United States District Court, N.D. Indiana, Hammond Division

May 21, 2018

TIERA BUTLER, Defendant.



         I. BACKGROUND

         Plaintiff OneMain Financial of Indiana, Inc. (“OneMain”) originally filed this lawsuit in Porter County Superior Court in the State of Indiana against defendant Tiera Butler (“Butler”) on November 9, 2017. (DE # 2.) OneMain alleges that Butler owes it money under a Loan Agreement. (Id. at 1-2.)

         Butler, acting pro se, removed the action to this court in a notice of removal filed February 7, 2018. (DE # 1.) On February 12, 2018, Butler filed an amended notice of removal, pursuant to 28 U.S.C. § 1441(b) and § 1446(b). (DE # 6.) In addition to stating her basis for removal, Butler's amended notice of removal also alleged counterclaims against Onemain. (Id.) Additional “counterclaims” are also alleged against David Tipton, Fred Hecht, Julia Andrews, John Cox, Traci Shuttz, Stephen Andrews, Christopher Neeson, and Andrews and Cox, P.C. (collectively, the “Counterclaim Defendants”). (Id.) Although claims against third parties are not technically “counterclaims, ” these parties refer to themselves as the “Counterclaim Defendants” (see DE # 14) and the distinction does not matter for the purposes of this order.

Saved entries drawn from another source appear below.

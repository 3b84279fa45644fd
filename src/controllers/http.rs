use embedded_hal_async::delay::DelayNs;

use crate::{
    app::usecases::{
        LightError, LightUsecases, ProtocolError, authorize, decode_request,
    },
    config::{ControlConfig, RESET_DELAY_MS},
    core::net::http::{
        Connection, Error as HttpError, HttpConnection, HttpHandler,
    },
    domain::{
        dto::Command,
        entity::LightState,
        ports::{PwmPort, SystemReset},
    },
};

/// Failure of one control cycle
#[derive(Debug, Clone, Copy, PartialEq, Eq)]
pub enum ControlError {
    /// Connection level failure, the node keeps serving
    Http(HttpError),
    /// PWM failure, fatal to the node
    Light(LightError),
}

impl From<HttpError> for ControlError {
    fn from(err: HttpError) -> Self {
        ControlError::Http(err)
    }
}

impl From<LightError> for ControlError {
    fn from(err: LightError) -> Self {
        ControlError::Light(err)
    }
}

/// How a handled request ended
enum Outcome {
    /// Reply sent, lights follow the state
    Applied,
    /// Reply sent, node is rebooting
    Reset,
}

/// JSON control endpoint.
///
/// Each cycle reads one POST, answers with the full light state, closes
/// the connection and only then runs the command and fades the outputs.
pub struct LightHttpController<P: PwmPort, D: DelayNs, R: SystemReset> {
    light: LightUsecases<P, D>,
    reset: R,
    config: ControlConfig,
}

impl<P: PwmPort, D: DelayNs, R: SystemReset> LightHttpController<P, D, R> {
    pub fn new(
        light: LightUsecases<P, D>,
        reset: R,
        config: ControlConfig,
    ) -> Self {
        Self {
            light,
            reset,
            config,
        }
    }

    pub fn light(&self) -> &LightUsecases<P, D> {
        &self.light
    }

    pub fn light_state(&self) -> &LightState {
        self.light.light_state()
    }

    /// Decode, authorize and merge a request body.
    ///
    /// The state is only touched once the request is known to be valid.
    fn accept(
        &mut self,
        body: &[u8],
    ) -> Result<Option<Command>, ProtocolError> {
        let request = decode_request(body)?;
        authorize(&request, self.config.auth_secret)?;
        let command = request.command();
        if let Some(patch) = request.state {
            self.light.apply_patch(patch);
        }
        Ok(command)
    }

    async fn run_command(
        &mut self,
        command: Option<Command>,
    ) -> Result<Outcome, LightError> {
        match command {
            Some(Command::Reset) => {
                log::info!("control: reset requested");
                self.light.hold(RESET_DELAY_MS).await;
                self.reset.reset();
                return Ok(Outcome::Reset);
            }
            Some(Command::Demo) => self.light.demo().await?,
            Some(Command::Unknown(name)) => {
                log::warn!(
                    "control: ignoring unknown command {}",
                    name.as_str()
                );
            }
            None => {}
        }
        Ok(Outcome::Applied)
    }
}

impl<P: PwmPort, D: DelayNs, R: SystemReset> HttpHandler
    for LightHttpController<P, D, R>
{
    type Error = ControlError;

    async fn handle_request<C: Connection>(
        &mut self,
        conn: HttpConnection<'_, C>,
    ) -> Result<(), ControlError> {
        let mut conn = conn;
        let request = match conn.read_request().await {
            Ok(request) => request,
            Err(HttpError::Framing(err)) => {
                log::warn!("control: bad request: {:?}", err);
                let sent = conn.write_error(400).await;
                conn.close().await;
                return sent.map_err(ControlError::from);
            }
            Err(err) => {
                conn.close().await;
                return Err(err.into());
            }
        };
        log::debug!(
            "control: IN {} {}",
            request.path.as_str(),
            core::str::from_utf8(&request.body).unwrap_or("<binary>")
        );

        let command = match self.accept(&request.body) {
            Ok(command) => command,
            Err(err) => {
                let sent = conn.write_error(err.status()).await;
                conn.close().await;
                return sent.map_err(ControlError::from);
            }
        };

        // The reply reflects the state before the command runs
        let sent = conn.write_json(self.light.light_state()).await;
        conn.close().await;
        if let Err(err) = sent {
            log::warn!("control: response not delivered: {:?}", err);
        }

        match self.run_command(command).await? {
            Outcome::Reset => Ok(()),
            Outcome::Applied => Ok(self.light.apply_lights().await?),
        }
    }
}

         On March 12, 2018, the Counterclaim Defendants moved to remand the case back to state court because this court lacks subject matter jurisdiction. (DE # 14.) The next day, OneMain filed its own motion to remand for lack of jurisdiction. (DE # 16.) The motions are fully briefed and ripe for ruling.


         The removal statute allows for the removal of “any civil action brought in a State court of which the district courts of the United States have original jurisdiction.” 28 U.S.C. § 1441. The party invoking federal jurisdiction bears the burden of demonstrating its existence. Appert v. Morgan Stanley Dean Witter, Inc., 673 F.3d 609, 617 (7th Cir. 2012). Thus, when a party opposing federal jurisdiction challenges the allegations of jurisdictional facts, the party seeking the federal forum must prove those facts by a preponderance of the evidence. Meridian Sec. Ins. Co. v. Sadowski, 441 F.3d 536, 543 (7th Cir. 2006).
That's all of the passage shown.